Content starts
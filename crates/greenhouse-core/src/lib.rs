//! Node topology, sampling scheduler and configuration for the greenhouse
//! server.
//!
//! # Modules
//!
//! - [`config`] -- Configuration loading from `greenhouse-config.yaml` into
//!   strongly-typed structs.
//! - [`nodes`] -- [`NodeManager`], the owner of node records and their
//!   simulation runtimes.
//! - [`engine`] -- [`SensorEngine`], one reschedulable ticker per node,
//!   emitting into an [`UpdateSink`].
//!
//! [`NodeManager`]: nodes::NodeManager
//! [`SensorEngine`]: engine::SensorEngine
//! [`UpdateSink`]: engine::UpdateSink

pub mod config;
pub mod engine;
pub mod nodes;

pub use config::{ConfigError, GreenhouseConfig, LogFormat};
pub use engine::{SensorEngine, UpdateSink};
pub use nodes::{NodeManager, RuntimeHandle};
//! TCP listener lifecycle.
//!
//! [`bind`] opens the configured address; [`serve`] accepts connections
//! until the shutdown signal flips to `true`. Each accepted socket is
//! served on its own task by [`handle_connection`].

use std::net::SocketAddr;
use std::sync::Arc;
use std::time::Duration;

use greenhouse_core::config::ServerSection;
use tokio::net::TcpListener;
use tokio::sync::watch;
use tracing::{info, warn};

use crate::connection::{ConnectionSettings, handle_connection};
use crate::dispatcher::Dispatcher;
use crate::error::ServerError;

/// Configuration for the TCP server.
#[derive(Debug, Clone, PartialEq, Eq)]
pub struct ServerConfig {
    /// The host address to bind to (e.g. `0.0.0.0`).
    pub host: String,
    /// The TCP port to listen on; `0` picks a free port.
    pub port: u16,
    /// Per-connection limits.
    pub connection: ConnectionSettings,
}

impl Default for ServerConfig {
    fn default() -> Self {
        Self::from(&ServerSection::default())
    }
}

impl From<&ServerSection> for ServerConfig {
    fn from(section: &ServerSection) -> Self {
        Self {
            host: section.host.clone(),
            port: section.port,
            connection: ConnectionSettings {
                queue_capacity: section.session_queue_capacity,
                write_timeout: Duration::from_millis(section.write_timeout_ms),
                max_line_bytes: section.max_line_bytes,
            },
        }
    }
}

/// Bind the listener described by `config`.
pub async fn bind(config: &ServerConfig) -> Result<TcpListener, ServerError> {
    let addr = format!("{}:{}", config.host, config.port);
    let listener = TcpListener::bind(&addr)
        .await
        .map_err(|e| ServerError::Bind(format!("bind failed on {addr}: {e}")))?;
    if let Ok(local) = listener.local_addr() {
        info!(addr = %local, "Greenhouse server listening");
    }
    Ok(listener)
}

/// Accept connections on `listener` until `shutdown` turns `true` or its
/// sender is dropped.
pub async fn serve(
    listener: TcpListener,
    dispatcher: Arc<Dispatcher>,
    settings: ConnectionSettings,
    mut shutdown: watch::Receiver<bool>,
) -> Result<(), ServerError> {
    loop {
        tokio::select! {
            changed = shutdown.changed() => {
                if changed.is_err() || *shutdown.borrow() {
                    break;
                }
            }
            accept = listener.accept() => {
                match accept {
                    Ok((stream, peer)) => {
                        if let Err(err) = stream.set_nodelay(true) {
                            warn!(%peer, error = %err, "Failed to set TCP_NODELAY");
                        }
                        let dispatcher = Arc::clone(&dispatcher);
                        tokio::spawn(handle_connection(stream, peer, dispatcher, settings));
                    }
                    Err(err) => {
                        warn!(error = %err, "Accept failed");
                    }
                }
            }
        }
    }
    info!("Greenhouse server stopped accepting connections");
    Ok(())
}

/// The address a bound listener actually uses.
pub fn local_addr(listener: &TcpListener) -> Result<SocketAddr, ServerError> {
    listener
        .local_addr()
        .map_err(|e| ServerError::Serve(format!("listener has no local address: {e}")))
}
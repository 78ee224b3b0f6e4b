//! Per-node sampling engine.
//!
//! [`SensorEngine`] owns one periodic ticker task per scheduled node. Each
//! tick steps the node's simulation by the ticker period and hands the
//! resulting [`SensorUpdate`] to an [`UpdateSink`].
//!
//! # Invariants
//!
//! - At most one ticker is registered per node id. Scheduling an already
//!   scheduled node aborts the old task before the new one is spawned,
//!   under the same lock.
//! - The engine never decides whether a node exists. Tickers look the
//!   runtime up through [`NodeManager`] on every tick and stop themselves
//!   once the node is gone.
//! - A failed step is logged and skipped; the ticker keeps running and
//!   other nodes are unaffected.

use std::collections::HashMap;
use std::sync::atomic::{AtomicBool, AtomicU64, Ordering};
use std::sync::{Arc, Mutex, PoisonError};

use greenhouse_types::{NodeId, SensorUpdate};
use tokio::sync::mpsc;
use tokio::task::JoinHandle;
use tokio::time::MissedTickBehavior;
use tracing::{debug, info, warn};

use crate::nodes::NodeManager;

/// Destination for the updates produced by ticks.
///
/// Delivery must not block: a tick hands its update over and moves on.
pub trait UpdateSink: Send + Sync + 'static {
    /// Accept one update.
    fn deliver(&self, update: SensorUpdate);
}

impl UpdateSink for mpsc::Sender<SensorUpdate> {
    fn deliver(&self, update: SensorUpdate) {
        match self.try_send(update) {
            Ok(()) => {}
            Err(mpsc::error::TrySendError::Full(update)) => {
                warn!(node_id = %update.node_id, "Update queue full, dropping sensor update");
            }
            Err(mpsc::error::TrySendError::Closed(update)) => {
                debug!(node_id = %update.node_id, "Update queue closed");
            }
        }
    }
}

#[derive(Debug)]
struct Ticker {
    generation: u64,
    handle: JoinHandle<()>,
}

type TickerMap = Arc<Mutex<HashMap<NodeId, Ticker>>>;

/// Owns one reschedulable ticker per node.
pub struct SensorEngine {
    nodes: Arc<NodeManager>,
    sink: Arc<dyn UpdateSink>,
    tickers: TickerMap,
    next_generation: AtomicU64,
    closed: AtomicBool,
}

impl std::fmt::Debug for SensorEngine {
    fn fmt(&self, f: &mut std::fmt::Formatter<'_>) -> std::fmt::Result {
        f.debug_struct("SensorEngine")
            .field("scheduled", &self.scheduled_count())
            .field("closed", &self.closed.load(Ordering::Acquire))
            .finish_non_exhaustive()
    }
}

impl SensorEngine {
    /// Create an engine reading runtimes from `nodes` and emitting into
    /// `sink`.
    pub fn new(nodes: Arc<NodeManager>, sink: impl UpdateSink) -> Self {
        Self {
            nodes,
            sink: Arc::new(sink),
            tickers: Arc::new(Mutex::new(HashMap::new())),
            next_generation: AtomicU64::new(0),
            closed: AtomicBool::new(false),
        }
    }

    /// Start ticking a node at its current sampling interval.
    ///
    /// Replaces any ticker already running for the node. The new ticker
    /// reads the interval when it starts, so the last registered ticker
    /// always runs at the latest stored value. Returns `false` when the
    /// node is unknown or the engine has been closed.
    pub async fn schedule_node(&self, id: &NodeId) -> bool {
        if self.closed.load(Ordering::Acquire) {
            debug!(node_id = %id, "Engine closed, not scheduling");
            return false;
        }
        if !self.nodes.contains(id).await {
            warn!(node_id = %id, "schedule_node: unknown node");
            return false;
        }

        let generation = self.next_generation.fetch_add(1, Ordering::Relaxed);
        let mut tickers = lock(&self.tickers);
        if let Some(previous) = tickers.remove(id) {
            previous.handle.abort();
        }
        let handle = tokio::spawn(run_ticker(
            id.clone(),
            generation,
            Arc::clone(&self.nodes),
            Arc::clone(&self.sink),
            Arc::clone(&self.tickers),
        ));
        tickers.insert(id.clone(), Ticker { generation, handle });
        drop(tickers);

        info!(node_id = %id, "Node scheduled");
        true
    }

    /// Cancel the node's ticker and start a new one honoring its current
    /// sampling interval.
    pub async fn reschedule_node(&self, id: &NodeId) -> bool {
        self.schedule_node(id).await
    }

    /// Cancel and forget the node's ticker. Safe to call for nodes that
    /// were never scheduled.
    pub fn on_node_removed(&self, id: &NodeId) {
        let removed = lock(&self.tickers).remove(id);
        if let Some(ticker) = removed {
            ticker.handle.abort();
            debug!(node_id = %id, "Ticker cancelled");
        }
    }

    /// Whether a ticker is registered for the node.
    pub fn is_scheduled(&self, id: &NodeId) -> bool {
        lock(&self.tickers).contains_key(id)
    }

    /// Number of registered tickers.
    pub fn scheduled_count(&self) -> usize {
        lock(&self.tickers).len()
    }

    /// Cancel every ticker and refuse further scheduling.
    pub fn close(&self) {
        self.closed.store(true, Ordering::Release);
        let drained: Vec<Ticker> = lock(&self.tickers).drain().map(|(_, t)| t).collect();
        let count = drained.len();
        for ticker in drained {
            ticker.handle.abort();
        }
        info!(cancelled = count, "Sensor engine closed");
    }
}

impl Drop for SensorEngine {
    fn drop(&mut self) {
        for (_, ticker) in lock(&self.tickers).drain() {
            ticker.handle.abort();
        }
    }
}

fn lock<T>(mutex: &Mutex<T>) -> std::sync::MutexGuard<'_, T> {
    mutex.lock().unwrap_or_else(PoisonError::into_inner)
}

fn forget_ticker(tickers: &TickerMap, id: &NodeId, generation: u64) {
    let mut map = lock(tickers);
    if map.get(id).is_some_and(|t| t.generation == generation) {
        map.remove(id);
    }
}

async fn run_ticker(
    id: NodeId,
    generation: u64,
    nodes: Arc<NodeManager>,
    sink: Arc<dyn UpdateSink>,
    tickers: TickerMap,
) {
    let Some(runtime) = nodes.runtime(&id).await else {
        forget_ticker(&tickers, &id, generation);
        debug!(node_id = %id, "Node gone before first tick");
        return;
    };
    let period = runtime.lock().await.tick_period();
    let interval_ms = u64::try_from(period.as_millis()).unwrap_or(u64::MAX);
    debug!(node_id = %id, interval_ms, "Ticker started");

    let dt_seconds = period.as_secs_f64();
    let mut interval = tokio::time::interval(period);
    interval.set_missed_tick_behavior(MissedTickBehavior::Delay);
    // The first tick completes immediately.
    interval.tick().await;

    loop {
        interval.tick().await;

        let Some(runtime) = nodes.runtime(&id).await else {
            forget_ticker(&tickers, &id, generation);
            debug!(node_id = %id, "Node gone, ticker stopping");
            return;
        };

        let update = {
            let mut runtime = runtime.lock().await;
            match runtime.step(dt_seconds) {
                Ok(()) => Some(SensorUpdate::now(id.clone(), runtime.snapshot())),
                Err(err) => {
                    warn!(node_id = %id, error = %err, "Tick failed");
                    None
                }
            }
        };
        if let Some(update) = update {
            sink.deliver(update);
        }
    }
}
//! Error types for the daemon binary.

/// Top-level error for the daemon.
///
/// Each variant wraps a subsystem error so `main` can propagate with `?`.
#[derive(Debug, thiserror::Error)]
pub enum DaemonError {
    /// Configuration loading failed.
    #[error("config error: {source}")]
    Config {
        /// The underlying config error.
        #[from]
        source: greenhouse_core::ConfigError,
    },

    /// The user store could not be opened.
    #[error("user store error: {source}")]
    Users {
        /// The underlying user store error.
        #[from]
        source: greenhouse_server::UserError,
    },

    /// The TCP server failed.
    #[error("server error: {source}")]
    Server {
        /// The underlying server error.
        #[from]
        source: greenhouse_server::ServerError,
    },

    /// Waiting for the shutdown signal failed.
    #[error("signal error: {message}")]
    Signal {
        /// Description of the failure.
        message: String,
    },
}
#[cfg(test)]
#[allow(clippy::unwrap_used, clippy::indexing_slicing)]
mod tests {
    use greenhouse_types::WindowLevel;
    use serde_json::json;

    use super::*;

    fn spec(name: &str, sensors: &[&str], actuators: &[&str]) -> NodeSpec {
        NodeSpec {
            name: Some(String::from(name)),
            sensors: Some(sensors.iter().map(|s| String::from(*s)).collect()),
            actuators: Some(actuators.iter().map(|s| String::from(*s)).collect()),
            ..NodeSpec::default()
        }
    }

    fn command(node_id: &NodeId, target: &str, params: serde_json::Value) -> Command {
        Command {
            node_id: node_id.clone(),
            target: String::from(target),
            action: Some(String::from("set")),
            params: params.as_object().cloned().unwrap_or_default(),
        }
    }

    #[tokio::test]
    async fn add_node_without_lists_gets_empty_lists() {
        let manager = NodeManager::default();
        let id = manager.add_node(NodeSpec::default()).await;
        let node = manager.get_node(&id).await.unwrap();
        assert!(node.sensor_types.is_empty());
        assert!(node.actuator_types.is_empty());
        assert!(id.as_str().starts_with("node-"));
    }

    #[tokio::test]
    async fn add_node_keeps_requested_id_and_drops_unknown_names() {
        let manager = NodeManager::default();
        let mut request = spec("Bay", &["temperature", "sonar"], &["fan", "laser"]);
        request.id = Some(NodeId::from("bay-1"));
        let id = manager.add_node(request).await;
        assert_eq!(id.as_str(), "bay-1");
        let node = manager.get_node(&id).await.unwrap();
        assert_eq!(node.sensor_types, vec![SensorKind::Temperature]);
        assert_eq!(node.actuator_types, vec![ActuatorKind::Fan]);
    }

    #[tokio::test]
    async fn duplicate_requested_id_gets_fresh_id() {
        let manager = NodeManager::default();
        let first = NodeSpec {
            id: Some(NodeId::from("dup")),
            ..NodeSpec::default()
        };
        let second = first.clone();
        let a = manager.add_node(first).await;
        let b = manager.add_node(second).await;
        assert_ne!(a, b);
        assert_eq!(manager.len().await, 2);
    }

    #[tokio::test]
    async fn get_all_nodes_is_a_copy() {
        let manager = NodeManager::default();
        let id = manager.add_node(spec("A", &[], &[])).await;
        let mut all = manager.get_all_nodes().await;
        all[0].name = String::from("changed");
        assert_eq!(manager.get_node(&id).await.unwrap().name, "A");
    }

    #[tokio::test]
    async fn update_replaces_lists_and_sets_scalars() {
        let manager = NodeManager::default();
        let id = manager
            .add_node(spec("A", &["temperature", "humidity"], &["fan"]))
            .await;
        let patch = NodePatch {
            location: Some(String::from("house 2")),
            sensors: Some(vec![String::from("ph")]),
            ..NodePatch::default()
        };
        let node = manager.update_node(&id, patch).await.unwrap();
        assert_eq!(node.name, "A");
        assert_eq!(node.location, "house 2");
        assert_eq!(node.sensor_types, vec![SensorKind::Ph]);
        assert_eq!(node.actuator_types, vec![ActuatorKind::Fan]);
    }

    #[tokio::test]
    async fn unknown_ids_are_no_ops() {
        let manager = NodeManager::default();
        let id = manager.add_node(spec("A", &[], &[])).await;
        let before = manager.get_all_nodes().await;
        let ghost = NodeId::from("ghost");

        let patch = NodePatch {
            name: Some(String::from("x")),
            ..NodePatch::default()
        };
        assert!(manager.update_node(&ghost, patch).await.is_none());
        assert!(!manager.execute_command(&command(&ghost, "fan", json!({"on": true}))).await);
        assert!(manager.snapshot(&ghost).await.is_none());
        assert!(manager.delete_node(&ghost).await.is_none());
        assert!(!manager.set_sampling_interval(&ghost, 10).await);

        assert_eq!(manager.get_all_nodes().await, before);
        assert!(!manager.snapshot(&id).await.unwrap().fan);
    }

    #[tokio::test]
    async fn snapshot_has_all_keys_for_bare_node() {
        let manager = NodeManager::default();
        let id = manager.add_node(NodeSpec::default()).await;
        let snapshot = manager.snapshot(&id).await.unwrap();
        let value = serde_json::to_value(snapshot).unwrap();
        for key in Snapshot::KEYS {
            assert!(value.get(key).is_some(), "missing {key}");
        }
    }

    #[tokio::test]
    async fn commands_drive_actuators() {
        let manager = NodeManager::default();
        let id = manager.add_node(NodeSpec::default()).await;

        assert!(manager.execute_command(&command(&id, "fan", json!({"on": true}))).await);
        assert!(
            manager
                .execute_command(&command(&id, "water_pump", json!({"on": true})))
                .await
        );
        assert!(
            manager
                .execute_command(&command(&id, "window", json!({"level": "HALF"})))
                .await
        );
        let snapshot = manager.snapshot(&id).await.unwrap();
        assert!(snapshot.fan && snapshot.water_pump && !snapshot.co2);
        assert_eq!(snapshot.window, WindowLevel::Half);
    }

    #[tokio::test]
    async fn unknown_target_and_missing_params_are_ignored() {
        let manager = NodeManager::default();
        let id = manager.add_node(NodeSpec::default()).await;
        assert!(!manager.execute_command(&command(&id, "sprinkler", json!({"on": true}))).await);
        assert!(!manager.execute_command(&command(&id, "co2", json!({}))).await);
        assert!(
            !manager
                .execute_command(&command(&id, "window", json!({"level": "AJAR"})))
                .await
        );
        let snapshot = manager.snapshot(&id).await.unwrap();
        assert!(!snapshot.co2);
        assert_eq!(snapshot.window, WindowLevel::Closed);
    }

    #[tokio::test]
    async fn toggle_flips_without_on_param() {
        let manager = NodeManager::default();
        let id = manager.add_node(NodeSpec::default()).await;
        let mut toggle = command(&id, "co2", json!({}));
        toggle.action = Some(String::from("toggle"));
        assert!(manager.execute_command(&toggle).await);
        assert!(manager.snapshot(&id).await.unwrap().co2);
        assert!(manager.execute_command(&toggle).await);
        assert!(!manager.snapshot(&id).await.unwrap().co2);
    }

    #[tokio::test]
    async fn components_add_and_remove() {
        let manager = NodeManager::default();
        let id = manager.add_node(NodeSpec::default()).await;
        let light = Component {
            kind: ComponentKind::Sensor,
            name: String::from("light"),
        };
        let node = manager.add_component(&id, &light).await.unwrap();
        assert_eq!(node.sensor_types, vec![SensorKind::Light]);
        assert!(manager.add_component(&id, &light).await.is_none());
        let node = manager.remove_component(&id, &light).await.unwrap();
        assert!(node.sensor_types.is_empty());
        assert!(manager.remove_component(&id, &light).await.is_none());

        let bogus = Component {
            kind: ComponentKind::Actuator,
            name: String::from("laser"),
        };
        assert!(manager.add_component(&id, &bogus).await.is_none());
    }

    #[tokio::test]
    async fn sampling_interval_is_stored_unclamped() {
        let manager = NodeManager::new(250);
        let id = manager.add_node(NodeSpec::default()).await;
        assert_eq!(manager.sampling_interval(&id).await, Some(250));
        assert!(manager.set_sampling_interval(&id, 1).await);
        assert_eq!(manager.sampling_interval(&id).await, Some(1));
    }

    #[tokio::test]
    async fn delete_removes_record_and_runtime() {
        let manager = NodeManager::default();
        let id = manager.add_node(NodeSpec::default()).await;
        assert!(manager.delete_node(&id).await.is_some());
        assert!(!manager.contains(&id).await);
        assert!(manager.runtime(&id).await.is_none());
        assert!(manager.is_empty().await);
    }
}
Content ends
What you should do >> Which lines in the data above hold the string "drained"? Return each of them.

Answer for the task >>
        let drained: Vec<Ticker> = lock(&self.tickers).drain().map(|(_, t)| t).collect();
        let count = drained.len();
        for ticker in drained {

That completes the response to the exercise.